On a recent BBC Today programme Major Richard Streatfeild, in his Afghan frontline diary, mourned the loss of a 19-year-old Rifleman in his Company: “He was a future leader. He held no fear of rank; admirably direct; an appetite for adventure; a quick tongue; an easy laugh and broad shoulders. On operations he carried the fight to the enemy but was mature enough to understand the requirements for restraint. Trusted by his superiors and his peers in situations where only those with his qualities can be trusted.”
The previous day, Stefan Stern, reporting from the World Economic Forum in Davos for the Financial Times wrote about our desire for our leaders to excel in the “time-honoured, civilised modes of human behaviour”, but observed that “converting abstract virtues into action is not so easy.” As Barrack Obama put it before he was elected: “It’s the timidity - the smallness - of our politics that’s holding us back right now.”
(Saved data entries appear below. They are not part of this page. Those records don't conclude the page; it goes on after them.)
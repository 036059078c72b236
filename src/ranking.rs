//! Store-backed ranking operations.
//!
//! Each function takes one snapshot of the corpus via
//! [`ArticleStore::fetch_all`] and hands it to the pure engine in
//! `article_atlas_core`. Nothing is cached; every call recomputes.

use anyhow::Result;
use serde::Serialize;
use tracing::debug;

use article_atlas_core::keywords::top_keywords;
use article_atlas_core::models::{KeywordCount, YearCount};
use article_atlas_core::sample::sample;
use article_atlas_core::similarity::similar;
use article_atlas_core::store::ArticleStore;
use article_atlas_core::trending::{trending, TrendingParams};
use article_atlas_core::years::counts_by_year;

use crate::articles::{print_list_item, ArticleListItem};
use crate::config::Config;
use crate::db;
use crate::sqlite_store::SqliteStore;

/// A trending entry as returned to clients.
#[derive(Debug, Clone, Serialize)]
pub struct TrendingItem {
    pub year: i32,
    pub article: ArticleListItem,
}

/// A random sample and the size of the corpus it was drawn from.
#[derive(Debug, Clone, Serialize)]
pub struct RandomSample {
    pub items: Vec<ArticleListItem>,
    pub total: usize,
}

pub async fn keywords<S: ArticleStore + ?Sized>(store: &S, limit: usize) -> Result<Vec<KeywordCount>> {
    let snapshot = store.fetch_all().await?;
    let top = top_keywords(&snapshot, limit);
    debug!(articles = snapshot.len(), keywords = top.len(), "top keywords");
    Ok(top)
}

pub async fn year_counts<S: ArticleStore + ?Sized>(store: &S) -> Result<Vec<YearCount>> {
    let snapshot = store.fetch_all().await?;
    Ok(counts_by_year(&snapshot))
}

pub async fn trending_articles<S: ArticleStore + ?Sized>(
    store: &S,
    params: &TrendingParams,
    preview_chars: usize,
) -> Result<Vec<TrendingItem>> {
    let snapshot = store.fetch_all().await?;
    Ok(trending(&snapshot, params)
        .into_iter()
        .map(|e| TrendingItem {
            year: e.year,
            article: ArticleListItem::from_record(&e.article, preview_chars),
        })
        .collect())
}

/// Articles similar to `id`. A missing target surfaces as
/// [`RankError::NotFound`](article_atlas_core::RankError::NotFound)
/// inside the returned error.
pub async fn similar_articles<S: ArticleStore + ?Sized>(
    store: &S,
    id: i64,
    limit: usize,
    preview_chars: usize,
) -> Result<Vec<ArticleListItem>> {
    let snapshot = store.fetch_all().await?;
    let found = {
        let mut rng = rand::thread_rng();
        similar(id, &snapshot, limit, &mut rng)?
    };
    Ok(found
        .iter()
        .map(|a| ArticleListItem::from_record(a, preview_chars))
        .collect())
}

pub async fn random_articles<S: ArticleStore + ?Sized>(
    store: &S,
    limit: usize,
    preview_chars: usize,
) -> Result<RandomSample> {
    let snapshot = store.fetch_all().await?;
    let (items, total) = {
        let mut rng = rand::thread_rng();
        sample(&snapshot, limit, &mut rng)
    };
    Ok(RandomSample {
        items: items
            .iter()
            .map(|a| ArticleListItem::from_record(a, preview_chars))
            .collect(),
        total,
    })
}

// ============ CLI entry points ============

async fn open_store(config: &Config) -> Result<SqliteStore> {
    Ok(SqliteStore::new(db::connect(config).await?))
}

pub async fn run_keywords(config: &Config, limit: Option<usize>) -> Result<()> {
    let limit = limit.unwrap_or(config.ranking.keyword_limit);
    article_atlas_core::error::validate_limit("limit", limit)?;
    let store = open_store(config).await?;
    let top = keywords(&store, limit).await?;
    store.pool().close().await;

    if top.is_empty() {
        println!("No keywords.");
        return Ok(());
    }
    for (rank, kc) in top.iter().enumerate() {
        println!("{:>3}. {:<40} {}", rank + 1, kc.keyword, kc.count);
    }
    Ok(())
}

pub async fn run_years(config: &Config) -> Result<()> {
    let store = open_store(config).await?;
    let counts = year_counts(&store).await?;
    store.pool().close().await;

    if counts.is_empty() {
        println!("No dated articles.");
        return Ok(());
    }
    for yc in &counts {
        println!("{}  {}", yc.year, yc.count);
    }
    Ok(())
}

pub async fn run_trending(config: &Config, params: TrendingParams) -> Result<()> {
    params.validate()?;
    let store = open_store(config).await?;
    let entries =
        trending_articles(&store, &params, config.listing.abstract_preview_chars).await?;
    store.pool().close().await;

    if entries.is_empty() {
        println!("No trending articles.");
        return Ok(());
    }
    for e in &entries {
        print!("{}: ", e.year);
        print_list_item(&e.article);
    }
    Ok(())
}

pub async fn run_similar(config: &Config, id: i64, limit: Option<usize>) -> Result<()> {
    let limit = limit.unwrap_or(config.ranking.similar_limit);
    article_atlas_core::error::validate_limit("limit", limit)?;
    let store = open_store(config).await?;
    let result = similar_articles(&store, id, limit, config.listing.abstract_preview_chars).await;
    store.pool().close().await;

    let items = match result {
        Ok(items) => items,
        Err(e) => {
            eprintln!("Error: {}", e);
            std::process::exit(1);
        }
    };
    if items.is_empty() {
        println!("No similar articles.");
        return Ok(());
    }
    for item in &items {
        print_list_item(item);
    }
    Ok(())
}

pub async fn run_random(config: &Config, limit: Option<usize>) -> Result<()> {
    let limit = limit.unwrap_or(config.ranking.random_limit);
    article_atlas_core::error::validate_limit("limit", limit)?;
    let store = open_store(config).await?;
    let result = random_articles(&store, limit, config.listing.abstract_preview_chars).await?;
    store.pool().close().await;

    println!("{} of {} articles:\n", result.items.len(), result.total);
    for item in &result.items {
        print_list_item(item);
    }
    Ok(())
}

#[cfg(test)]
mod tests {
    use super::*;
    use article_atlas_core::models::ArticleRecord;
    use article_atlas_core::store::memory::InMemoryStore;
    use article_atlas_core::RankError;

    fn art(id: i64, kw: &str, date: &str, citations: i64) -> ArticleRecord {
        let mut a = ArticleRecord::new(id, format!("article {}", id));
        a.keywords = Some(kw.to_string());
        a.publication_date = Some(date.to_string());
        a.citation_count = citations;
        a
    }

    fn store() -> InMemoryStore {
        InMemoryStore::with_records(vec![
            art(1, "mars, dust", "2021-01-01", 12),
            art(2, "mars; ice", "2022-01-01", 3),
            art(3, "moon", "2022-05-01", 9),
        ])
    }

    #[tokio::test]
    async fn keywords_from_store() {
        let top = keywords(&store(), 1).await.unwrap();
        assert_eq!(top, vec![KeywordCount { keyword: "mars".into(), count: 2 }]);
    }

    #[tokio::test]
    async fn trending_maps_to_list_items() {
        let items = trending_articles(&store(), &TrendingParams::default(), 50)
            .await
            .unwrap();
        let got: Vec<(i32, i64)> = items.iter().map(|i| (i.year, i.article.id)).collect();
        assert_eq!(got, vec![(2022, 3), (2021, 1)]);
    }

    #[tokio::test]
    async fn similar_unknown_id_carries_rank_error() {
        let err = similar_articles(&store(), 99, 3, 50).await.unwrap_err();
        assert_eq!(err.downcast_ref::<RankError>(), Some(&RankError::NotFound(99)));
    }

    #[tokio::test]
    async fn random_reports_total() {
        let s = random_articles(&store(), 2, 50).await.unwrap();
        assert_eq!(s.items.len(), 2);
        assert_eq!(s.total, 3);
    }
}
"Leadership has been sliced and diced, made accessible and measurable."
In business, as in government, the picture of leadership that has emerged is of self-serving, small-minded individuals, more concerned about their bonuses and incentive plans than about the pressing issues facing us – as our current banking, economic and environmental crises bear abundant testimony to.
How can it be that the actions of a 19-year-old soldier can so clearly be underpinned by timeless virtues, yet our current business and political leaders so evidently struggle to work from these same character strengths?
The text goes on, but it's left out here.